ヨークタウンの戦い(Battle of Yorktown or Siege of Yorktown)は、1862年4月5日から5月4日まで、アメリカ南北戦争の半島キャンペーンの一環として戦われた。フォートモンローから進軍中の北軍の少将ジョージ・B・マクレラン率いるポトマック軍は、ヨークタウンでジョン・B・マグルーダー将軍の指揮する南軍の小部隊と遭遇した。マクレランはリッチモンドに向かうためにバージニア半島を上る行軍を続けるつもりだったが、マグルーダーの巧妙な陽動と南軍の防御施設の存在により、攻勢を思いとどまり、包囲作戦を行うことにした。

戦いの経過と主な出来事

4月5日、Erasmus D. Keyes准将の第4軍団がLee's Millで南軍の防御線と最初に接触した。この地点はマクレランが抵抗なく通過できると予想していた地域だったが、マグルーダーは限られた兵力で巧妙な布陣と演習を繰り返すことで、北軍に対して実際より強力な守備がいるという印象を与えた。両軍は局地的な小競り合いや砲兵による交戦(砲兵の決闘)を続けた。

キーズの偵察が南軍の要塞の堅固さを示すと、彼はマクレランに直接攻撃を進言したが、マクレランは損耗を避けるため包囲工事を選択した。北軍は本格的な包囲工事(接近掘削や前進の直線=パラレルの構築)を開始し、重い包囲砲を戦線に投入して徐々に圧力を強めた。その間に、ジョセフ・E・ジョンストン将軍はマグルーダーへ援軍を送って防御を補強した。

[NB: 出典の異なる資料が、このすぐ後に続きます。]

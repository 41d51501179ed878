//! Activity log models
//!
//! The activity log is append-only: entries are written once alongside the
//! batch mutation they describe and are never edited or removed.

use chrono::{DateTime, Utc};
use serde::{Deserialize, Serialize};
use uuid::Uuid;

use super::batch::FieldChange;

/// Maximum length of the free-text `details` field.
pub const MAX_DETAILS_LEN: usize = 500;

/// The mutation a log entry describes.
#[derive(Debug, Clone, Copy, PartialEq, Eq, Serialize, Deserialize)]
#[serde(rename_all = "SCREAMING_SNAKE_CASE")]
pub enum BatchAction {
    Created,
    Finalized,
    Updated,
    Deleted,
}

impl BatchAction {
    pub fn as_str(&self) -> &'static str {
        match self {
            BatchAction::Created => "CREATED",
            BatchAction::Finalized => "FINALIZED",
            BatchAction::Updated => "UPDATED",
            BatchAction::Deleted => "DELETED",
        }
    }

    pub fn from_str(s: &str) -> Option<Self> {
        match s {
            "CREATED" => Some(BatchAction::Created),
            "FINALIZED" => Some(BatchAction::Finalized),
            "UPDATED" => Some(BatchAction::Updated),
            "DELETED" => Some(BatchAction::Deleted),
            _ => None,
        }
    }
}

impl std::fmt::Display for BatchAction {
    fn fmt(&self, f: &mut std::fmt::Formatter<'_>) -> std::fmt::Result {
        f.write_str(self.as_str())
    }
}

/// One append-only record of a batch mutation.
///
/// Entries reference the batch by id and number but have no foreign-key
/// cascade: they remain queryable after the batch is deleted.
#[derive(Debug, Clone, Serialize, Deserialize)]
pub struct ActivityLogEntry {
    pub id: Uuid,
    pub batch_id: Uuid,
    pub batch_number: String,
    pub action: BatchAction,
    pub details: String,
    /// Actor id supplied by the identity layer.
    pub owner: Uuid,
    /// Field-level diff; populated for `Updated` actions.
    pub changes: Vec<FieldChange>,
    pub timestamp: DateTime<Utc>,
}

/// Clamp free-text details to [`MAX_DETAILS_LEN`] characters.
pub fn truncate_details(details: &str) -> String {
    if details.chars().count() <= MAX_DETAILS_LEN {
        details.to_string()
    } else {
        details.chars().take(MAX_DETAILS_LEN).collect()
    }
}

4月16日、北軍は第1ダム付近で南軍ラインの弱点を探る試みを行ったが、攻撃の勢いを生かし切れなかった。マクレランはさらに2週間にわたり、ヨークタウンとグロスター・ポイントの大砲を迂回してヨーク川をウェストポイントまで登り、南軍のワーウィック・ラインを出し抜く案を海軍に持ちかけたが、適切な機会を得られなかった。北軍は包囲戦用の大砲や工兵資材を集め、5月5日の夜明けに大規模な砲撃を計画していたとされる。しかし、南軍は5月3日の夜に主力を撤退させ、ウィリアムズバーグに向かって退却していた。

戦術・工兵作業・海軍の関与

  • 北軍は慎重に包囲線を構築し、塹壕や前進陣地(パラレル)を掘削して接近しながら砲火と工兵の力で圧力をかけた。
  • 南軍は有限な兵力を有効活用するため、歩哨や仮設の火力配置、演習による欺瞞(劇的な行進や武器を露出させるなど)を行い、北軍の慎重な姿勢を引き出した(マグルーダーの有名な戦術)。
  • 海軍は河川の通行と艦砲支援による補助を検討されたが、地形や砲撃範囲、敵の防御により完全な突破には至らなかった。マクレランは米海軍を説得してヨーク川を上る計画を何度か試みたが、結果的に決定的な行動をとれなかった。

結果と戦略的影響

結果として、南軍は大規模な正面決戦を避け、夜間にヨークタウンの主力を撤退させた。北軍は包囲の目的を果たし、ヨークタウンを占領したが、マクレランの慎重な進攻と包囲に費やした時間は、南軍にリッチモンド近郊の防御を固める余裕を与えた。北軍の機動力が十分に生かされなかったことは、後の半島キャンペーン全体における北軍の不利につながる一因となった。

撤退した南軍を追って、後にウィリアムズバーグの戦い(5月5日)などの諸戦闘が発生し、キャンペーンは続いた。ヨークタウンの包囲戦そのものは大規模な死傷者を出す激戦とはならなかったが、戦術的・心理的な面で重要な節目となった。

歴史的背景と遺産

この戦闘は、アメリカ独立戦争の最終決戦となった1781年のヨークタウン包囲戦の現場付近で行われた点が興味深い。地勢的に戦略上重要な地点であり、両時代の戦史において注目される場所である。

補足(概要)

  • 期間:1862年4月5日–5月4日
  • 主な北軍指揮官:ジョージ・B・マクレラン(ポトマック軍)
  • 主な南軍指揮官:ジョン・B・マグルーダー(当初)、ジョセフ・E・ジョンストン(援軍指揮)
  • 戦闘の性格:包囲戦・工兵戦(塹壕・砲兵・偵察・陽動)
  • 戦略的意義:マクレランの慎重な包囲が南軍に時間を与え、半島キャンペーンの行方に影響を与えた

この項目は戦闘の概要を中心に記述しているため、部隊編成・兵力数・損害数などの詳細はそれぞれの専用項目で補完するとよい。